P. gingivalis infection upregulates PD-L1 expression on dendritic cells, suppresses CD8+ T cell responses, and aggravates oral cancer.

Accumulating evidence shows that PD-L1 expression on dendritic cells (DCs) is critical for cancer immunotherapy and that Porphyromonas gingivalis (Pg) colonization aggravates progression of upper gastrointestinal cancers. However, the effects of Pg infection on PD-L1 expression on DCs and related immune consequences in the infection milieu of oral cancer remains unexplored. Here, we found that Pg infection robustly enhanced PD-L1 expression on DCs in a gingipain-dependent manner in cultured cell and systemic infection assays. Pg infection suppressed antigen-specific CD8+ T cells through upregulation of PD-L1 expression on ovalbumin (OVA)-pulsed DCs.
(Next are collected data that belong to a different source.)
//! Catalog title models and DTOs.

use serde::{Deserialize, Serialize};
use sqlx::FromRow;

use shortscout_core::types::{DbId, Timestamp};

/// A row from the `titles` table.
///
/// `safety_rating_average` / `safety_rating_count` cache the community
/// summary; they are recomputed from the report list on every submission
/// and never edited directly.
#[derive(Debug, Clone, FromRow, Serialize)]
pub struct Title {
    pub id: DbId,
    /// `movie` or `drama`.
    pub kind: String,
    pub name: String,
    pub release_date: Option<Timestamp>,
    /// Quality rating 0-10, 0 when unknown.
    pub rating: f64,
    /// Theatrical audience count, 0 when unknown.
    pub audience_count: i64,
    /// Administrator produced a short from this title themselves.
    pub admin_recommended: bool,
    /// Administrator confirmed the title safe.
    pub is_verified_safe: bool,
    /// A copyright warning is on record.
    pub copyright_warning: bool,
    pub safety_rating_average: f64,
    pub safety_rating_count: i32,
    pub safety_last_updated: Option<Timestamp>,
    /// When the automated analysis last ran for this title.
    pub shorts_last_checked: Option<Timestamp>,
    pub created_at: Timestamp,
    pub updated_at: Timestamp,
}

/// DTO for creating a title.
#[derive(Debug, Clone, Deserialize)]
pub struct CreateTitle {
    pub kind: String,
    pub name: String,
    pub release_date: Option<Timestamp>,
    pub rating: Option<f64>,
    pub audience_count: Option<i64>,
}

/// DTO for patching a title. `None` fields are left unchanged.
#[derive(Debug, Clone, Default, Deserialize)]
pub struct UpdateTitle {
    pub name: Option<String>,
    pub release_date: Option<Timestamp>,
    pub rating: Option<f64>,
    pub audience_count: Option<i64>,
    pub admin_recommended: Option<bool>,
    pub is_verified_safe: Option<bool>,
    pub copyright_warning: Option<bool>,
}
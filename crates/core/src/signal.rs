//! Signal collection over a batch of discovered video postings.
//!
//! One analysis run takes the candidate postings returned by the video
//! platform for a title, buckets them by age, and classifies their channels
//! against the excluded-channel registry. Postings are ephemeral — only the
//! aggregate produced here is ever persisted.

use std::collections::HashMap;

use serde::Serialize;

use crate::channel_risk::{ChannelRegistry, RISK_FORBIDDEN, RISK_WARNING};
use crate::time::months_between;
use crate::types::Timestamp;

/// Page size of the video-platform search collaborator; one analysis run
/// samples at most this many postings.
pub const SEARCH_PAGE_SIZE: usize = 50;

/// Postings at least this many months old count as "old" (survived long
/// enough to be a safety signal).
pub const OLD_AGE_MONTHS: f64 = 6.0;

/// Postings at least this many months old (but younger than
/// [`OLD_AGE_MONTHS`]) count as "medium".
pub const MEDIUM_AGE_MONTHS: f64 = 3.0;

/// One discovered video posting for a title. Never stored individually.
#[derive(Debug, Clone)]
pub struct CandidatePosting {
    pub channel_id: String,
    pub channel_name: String,
    pub published_at: Timestamp,
}

/// A channel from the posting batch that matched a registry tier.
#[derive(Debug, Clone, PartialEq, Eq, Serialize)]
pub struct DetectedChannel {
    pub channel_id: String,
    pub channel_name: String,
    pub reason: String,
}

/// Aggregate signals from one posting batch.
#[derive(Debug, Clone)]
pub struct PostingAggregate {
    /// Number of postings actually sampled (the batch size).
    pub sampled_count: usize,
    /// Postings aged >= 6 months.
    pub old_count: usize,
    /// Postings aged 3-6 months.
    pub medium_count: usize,
    /// Postings aged < 3 months.
    pub recent_count: usize,
    /// Earliest publish timestamp across the whole batch.
    pub earliest_published_at: Option<Timestamp>,
    /// Forbidden-tier channels seen in the batch, de-duplicated by id.
    pub forbidden_channels: Vec<DetectedChannel>,
    /// Warning-tier channels seen in the batch, de-duplicated by id.
    pub warning_channels: Vec<DetectedChannel>,
    /// Publish timestamps grouped by channel id.
    pub channel_postings: HashMap<String, Vec<Timestamp>>,
    /// Number of distinct channels in the batch.
    pub unique_channel_count: usize,
}

/// Partition a posting batch by age bucket and registry risk tier.
///
/// Risk-tagged postings still count toward the age buckets — registry
/// classification flags the channel, it does not exclude the posting from
/// the aggregate.
pub fn collect_signals(
    postings: &[CandidatePosting],
    registry: &ChannelRegistry,
    now: Timestamp,
) -> PostingAggregate {
    let mut old_count = 0usize;
    let mut medium_count = 0usize;
    let mut recent_count = 0usize;
    let mut earliest: Option<Timestamp> = None;

    let mut forbidden_channels: Vec<DetectedChannel> = Vec::new();
    let mut warning_channels: Vec<DetectedChannel> = Vec::new();
    let mut channel_postings: HashMap<String, Vec<Timestamp>> = HashMap::new();

    for posting in postings {
        let age_months = months_between(posting.published_at, now);

        if earliest.map_or(true, |e| posting.published_at < e) {
            earliest = Some(posting.published_at);
        }

        if age_months >= OLD_AGE_MONTHS {
            old_count += 1;
        } else if age_months >= MEDIUM_AGE_MONTHS {
            medium_count += 1;
        } else {
            recent_count += 1;
        }

        match registry.risk_of(&posting.channel_id) {
            Some(RISK_FORBIDDEN) => {
                push_detected(&mut forbidden_channels, posting, registry);
            }
            Some(RISK_WARNING) => {
                push_detected(&mut warning_channels, posting, registry);
            }
            _ => {}
        }

        channel_postings
            .entry(posting.channel_id.clone())
            .or_default()
            .push(posting.published_at);
    }

    let unique_channel_count = channel_postings.len();

    PostingAggregate {
        sampled_count: postings.len(),
        old_count,
        medium_count,
        recent_count,
        earliest_published_at: earliest,
        forbidden_channels,
        warning_channels,
        channel_postings,
        unique_channel_count,
    }
}

/// Append a detected channel unless the id is already recorded.
fn push_detected(
    detected: &mut Vec<DetectedChannel>,
    posting: &CandidatePosting,
    registry: &ChannelRegistry,
) {
    if detected.iter().any(|c| c.channel_id == posting.channel_id) {
        return;
    }
    detected.push(DetectedChannel {
        channel_id: posting.channel_id.clone(),
        channel_name: posting.channel_name.clone(),
        reason: registry
            .reason_of(&posting.channel_id)
            .unwrap_or_default()
            .to_string(),
    });
}

#[cfg(test)]
mod tests {
    use super::*;
    use chrono::{Duration, Utc};

    fn posting(channel_id: &str, months_ago: i64) -> CandidatePosting {
        CandidatePosting {
            channel_id: channel_id.to_string(),
            channel_name: format!("{channel_id} name"),
            published_at: Utc::now() - Duration::days(months_ago * 30),
        }
    }

    #[test]
    fn age_buckets() {
        let now = Utc::now();
        let postings = vec![
            posting("a", 7),
            posting("a", 8),
            posting("b", 4),
            posting("c", 1),
            posting("d", 0),
        ];
        let agg = collect_signals(&postings, &ChannelRegistry::new(), now);

        assert_eq!(agg.sampled_count, 5);
        assert_eq!(agg.old_count, 2);
        assert_eq!(agg.medium_count, 1);
        assert_eq!(agg.recent_count, 2);
        assert_eq!(agg.unique_channel_count, 4);
    }

    #[test]
    fn earliest_tracks_minimum_over_all_postings() {
        let now = Utc::now();
        let oldest = now - Duration::days(8 * 30);
        let postings = vec![posting("a", 2), posting("b", 8), posting("c", 5)];
        let agg = collect_signals(&postings, &ChannelRegistry::new(), now);

        let earliest = agg.earliest_published_at.unwrap();
        assert!((earliest - oldest).num_seconds().abs() < 5);
    }

    #[test]
    fn risk_detection_deduplicates_by_channel() {
        let now = Utc::now();
        let mut reg = ChannelRegistry::new();
        reg.insert("official", RISK_FORBIDDEN, "studio channel");
        reg.insert("clips", RISK_WARNING, "mixed catalog");

        let postings = vec![
            posting("official", 7),
            posting("official", 2),
            posting("clips", 1),
            posting("indie", 7),
        ];
        let agg = collect_signals(&postings, &reg, now);

        assert_eq!(agg.forbidden_channels.len(), 1);
        assert_eq!(agg.forbidden_channels[0].channel_id, "official");
        assert_eq!(agg.forbidden_channels[0].reason, "studio channel");
        assert_eq!(agg.warning_channels.len(), 1);
        assert_eq!(agg.warning_channels[0].channel_id, "clips");
    }

    #[test]
    fn risk_tagged_postings_still_count_in_age_buckets() {
        let now = Utc::now();
        let mut reg = ChannelRegistry::new();
        reg.insert("official", RISK_FORBIDDEN, "studio channel");

        let postings = vec![posting("official", 7), posting("indie", 7)];
        let agg = collect_signals(&postings, &reg, now);

        assert_eq!(agg.old_count, 2);
        assert_eq!(agg.sampled_count, 2);
    }

    #[test]
    fn empty_batch_produces_empty_aggregate() {
        let agg = collect_signals(&[], &ChannelRegistry::new(), Utc::now());
        assert_eq!(agg.sampled_count, 0);
        assert_eq!(agg.old_count, 0);
        assert!(agg.earliest_published_at.is_none());
        assert!(agg.forbidden_channels.is_empty());
        assert_eq!(agg.unique_channel_count, 0);
    }
}
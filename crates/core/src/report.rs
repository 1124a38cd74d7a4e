//! Safety report submission validation.
//!
//! Reports are append-only once accepted: validation happens here, at the
//! submission edge, and the aggregator defensively ignores anything that
//! still looks malformed.

use crate::error::CoreError;

/// Allowed values for the "months since upload" bucket.
pub const VALID_MONTH_BUCKETS: &[i32] = &[0, 1, 3, 6, 12];

/// Maximum length for a report's free-text comment.
pub const MAX_COMMENT_LENGTH: usize = 2_000;

/// Validate a months-since-upload bucket value.
pub fn validate_months_bucket(months: i32) -> Result<(), CoreError> {
    if VALID_MONTH_BUCKETS.contains(&months) {
        Ok(())
    } else {
        Err(CoreError::Validation(format!(
            "Invalid months_since_upload value {months}. Must be one of: {}",
            VALID_MONTH_BUCKETS
                .iter()
                .map(|m| m.to_string())
                .collect::<Vec<_>>()
                .join(", ")
        )))
    }
}

/// Validate a report comment, if present.
pub fn validate_comment(comment: Option<&str>) -> Result<(), CoreError> {
    if let Some(c) = comment {
        if c.len() > MAX_COMMENT_LENGTH {
            return Err(CoreError::Validation(format!(
                "Comment exceeds maximum length of {MAX_COMMENT_LENGTH} characters"
            )));
        }
    }
    Ok(())
}

/// Validate a report submission.
///
/// A reporter who produced a short must answer every outcome question; a
/// reporter who did not produce one may leave them all unanswered (the
/// report then only signals "not yet attempted").
pub fn validate_submission(
    shorts_created: bool,
    copyright_issue: Option<bool>,
    shorts_deleted: Option<bool>,
    months_since_upload: Option<i32>,
) -> Result<(), CoreError> {
    if !shorts_created {
        return Ok(());
    }

    if copyright_issue.is_none() {
        return Err(CoreError::Validation(
            "copyright_issue is required when a short was produced".to_string(),
        ));
    }
    if shorts_deleted.is_none() {
        return Err(CoreError::Validation(
            "shorts_deleted is required when a short was produced".to_string(),
        ));
    }
    match months_since_upload {
        Some(months) => validate_months_bucket(months),
        None => Err(CoreError::Validation(
            "months_since_upload is required when a short was produced".to_string(),
        )),
    }
}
This suppression was manifested by decreased IFN, perforin, granzyme B, and CD107a. Further analysis showed that Pg drastically reduced CD8+ T cells' ability to lyse OVA-pulsed target cells. Additionally, Pg infection increased phosphorylation of Akt and STAT3, leading to a significant increase of PD-L1 expression. This was substantiated by using siRNA, overexpression plasmids, and pharmacological inhibitors. Consistent with the in vitro observations, in a syngeneic mouse oral cancer model, Pg infection significantly enhanced PD-L1 expression on DCs from intratumoral tissues and cervical lymph nodes and exacerbated oral cancer progression, whereas a Pg lysine-specific, gingipain-defective mutant failed to do so. These influences of Pg were largely diminished when tumor cells were pretreated with antibiotics or a STAT3 inhibitor. Therefore, we demonstrated that Pg infection upregulates PD-L1 expression on DCs through Akt-STAT3 signaling, suppresses CD8+ T-cell cytotoxicity, and aggravates oral cancer growth, suggesting targeting Pg, and/or its-mediated signaling, could be a therapeutic strategy to improve the efficacy of checkpoint blockade immunotherapy.